> Data supplied
▬▬▬▬▬▬

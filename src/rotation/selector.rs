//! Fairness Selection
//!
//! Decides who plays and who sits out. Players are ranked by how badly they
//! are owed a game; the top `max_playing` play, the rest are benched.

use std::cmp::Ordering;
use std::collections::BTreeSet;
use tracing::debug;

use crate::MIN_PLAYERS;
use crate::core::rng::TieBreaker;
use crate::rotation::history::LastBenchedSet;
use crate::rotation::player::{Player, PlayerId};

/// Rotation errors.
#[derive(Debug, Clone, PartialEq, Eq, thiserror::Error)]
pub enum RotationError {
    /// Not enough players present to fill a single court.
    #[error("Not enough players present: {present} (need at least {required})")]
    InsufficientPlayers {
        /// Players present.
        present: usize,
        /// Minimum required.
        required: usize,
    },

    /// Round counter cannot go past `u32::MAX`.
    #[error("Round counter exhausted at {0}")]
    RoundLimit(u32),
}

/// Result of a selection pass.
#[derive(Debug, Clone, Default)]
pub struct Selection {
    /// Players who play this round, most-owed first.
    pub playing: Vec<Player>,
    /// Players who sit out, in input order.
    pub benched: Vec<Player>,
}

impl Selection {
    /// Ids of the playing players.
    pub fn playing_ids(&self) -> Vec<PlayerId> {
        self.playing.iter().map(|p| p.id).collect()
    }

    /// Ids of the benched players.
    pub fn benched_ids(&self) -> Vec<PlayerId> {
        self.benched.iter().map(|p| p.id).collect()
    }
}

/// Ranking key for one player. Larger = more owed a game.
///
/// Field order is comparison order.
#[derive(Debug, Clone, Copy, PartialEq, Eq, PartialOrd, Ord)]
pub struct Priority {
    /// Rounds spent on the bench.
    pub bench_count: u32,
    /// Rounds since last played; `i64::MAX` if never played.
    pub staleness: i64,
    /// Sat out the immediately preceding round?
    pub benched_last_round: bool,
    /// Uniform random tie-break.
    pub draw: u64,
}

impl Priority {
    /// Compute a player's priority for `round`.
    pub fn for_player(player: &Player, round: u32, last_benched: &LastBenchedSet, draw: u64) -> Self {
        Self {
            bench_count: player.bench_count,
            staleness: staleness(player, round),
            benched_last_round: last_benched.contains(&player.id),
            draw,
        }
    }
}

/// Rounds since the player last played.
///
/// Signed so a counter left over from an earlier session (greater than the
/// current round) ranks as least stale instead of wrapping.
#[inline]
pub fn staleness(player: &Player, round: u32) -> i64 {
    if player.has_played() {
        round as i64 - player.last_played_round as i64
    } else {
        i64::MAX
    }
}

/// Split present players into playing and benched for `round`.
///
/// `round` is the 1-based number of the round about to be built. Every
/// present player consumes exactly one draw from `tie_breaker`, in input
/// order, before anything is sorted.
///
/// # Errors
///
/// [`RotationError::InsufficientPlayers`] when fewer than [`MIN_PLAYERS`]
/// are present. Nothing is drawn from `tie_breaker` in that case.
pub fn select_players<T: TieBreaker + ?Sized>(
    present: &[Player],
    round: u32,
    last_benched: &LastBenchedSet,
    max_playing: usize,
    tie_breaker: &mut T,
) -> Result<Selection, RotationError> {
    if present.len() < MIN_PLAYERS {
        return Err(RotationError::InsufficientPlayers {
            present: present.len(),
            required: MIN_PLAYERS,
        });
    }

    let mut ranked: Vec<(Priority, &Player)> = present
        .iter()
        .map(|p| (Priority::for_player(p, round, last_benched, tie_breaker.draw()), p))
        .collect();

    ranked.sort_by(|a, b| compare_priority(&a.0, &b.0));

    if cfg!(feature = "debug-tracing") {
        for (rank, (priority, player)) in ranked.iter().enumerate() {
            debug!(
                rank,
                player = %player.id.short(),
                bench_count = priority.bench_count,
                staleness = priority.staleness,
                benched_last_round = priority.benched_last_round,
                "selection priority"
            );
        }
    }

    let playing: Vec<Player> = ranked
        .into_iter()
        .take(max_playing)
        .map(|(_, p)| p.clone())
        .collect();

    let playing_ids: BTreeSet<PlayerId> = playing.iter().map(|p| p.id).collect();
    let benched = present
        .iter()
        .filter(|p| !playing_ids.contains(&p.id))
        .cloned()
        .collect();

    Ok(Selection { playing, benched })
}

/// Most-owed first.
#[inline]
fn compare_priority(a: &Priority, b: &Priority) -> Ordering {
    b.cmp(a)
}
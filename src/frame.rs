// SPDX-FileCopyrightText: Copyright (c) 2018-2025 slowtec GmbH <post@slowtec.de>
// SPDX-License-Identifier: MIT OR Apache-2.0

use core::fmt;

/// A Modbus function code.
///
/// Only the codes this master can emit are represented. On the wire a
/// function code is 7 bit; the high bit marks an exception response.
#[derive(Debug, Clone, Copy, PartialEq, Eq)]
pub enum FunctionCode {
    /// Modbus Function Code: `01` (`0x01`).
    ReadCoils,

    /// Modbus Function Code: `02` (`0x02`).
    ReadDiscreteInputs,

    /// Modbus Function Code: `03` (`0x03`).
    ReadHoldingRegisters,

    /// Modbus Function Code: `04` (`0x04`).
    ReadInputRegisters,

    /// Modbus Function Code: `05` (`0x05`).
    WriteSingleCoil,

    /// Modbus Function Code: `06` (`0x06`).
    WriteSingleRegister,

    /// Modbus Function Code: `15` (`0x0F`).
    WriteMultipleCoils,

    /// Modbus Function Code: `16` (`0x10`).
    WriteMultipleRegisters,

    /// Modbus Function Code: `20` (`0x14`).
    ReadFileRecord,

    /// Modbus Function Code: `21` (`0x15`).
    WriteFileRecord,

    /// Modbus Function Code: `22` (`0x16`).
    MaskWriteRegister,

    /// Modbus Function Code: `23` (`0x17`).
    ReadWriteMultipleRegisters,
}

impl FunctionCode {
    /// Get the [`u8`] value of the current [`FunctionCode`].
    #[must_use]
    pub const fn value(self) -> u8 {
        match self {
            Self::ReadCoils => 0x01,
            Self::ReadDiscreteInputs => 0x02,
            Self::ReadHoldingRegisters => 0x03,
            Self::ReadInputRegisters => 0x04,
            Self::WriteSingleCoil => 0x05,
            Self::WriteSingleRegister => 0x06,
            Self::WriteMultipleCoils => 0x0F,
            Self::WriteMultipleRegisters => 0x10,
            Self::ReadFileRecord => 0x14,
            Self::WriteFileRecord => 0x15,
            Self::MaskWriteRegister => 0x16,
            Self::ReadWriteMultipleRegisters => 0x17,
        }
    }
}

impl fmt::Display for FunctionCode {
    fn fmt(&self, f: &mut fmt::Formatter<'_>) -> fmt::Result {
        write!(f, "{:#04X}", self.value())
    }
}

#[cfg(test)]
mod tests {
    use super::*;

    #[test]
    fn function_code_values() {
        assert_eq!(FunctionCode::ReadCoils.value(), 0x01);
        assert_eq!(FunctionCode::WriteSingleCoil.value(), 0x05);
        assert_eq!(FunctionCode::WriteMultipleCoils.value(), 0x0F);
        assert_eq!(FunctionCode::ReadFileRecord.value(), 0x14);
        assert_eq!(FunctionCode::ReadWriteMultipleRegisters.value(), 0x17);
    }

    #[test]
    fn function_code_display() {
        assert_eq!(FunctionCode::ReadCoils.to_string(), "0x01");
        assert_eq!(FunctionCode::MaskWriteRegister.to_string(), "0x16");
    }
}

▬▬▬▬▬▬

> Task instructions
Find every line of the data that includes the string "filename". Copy each of those lines.

> Reply
filename src/rotation/selector.rs
filename src/frame.rs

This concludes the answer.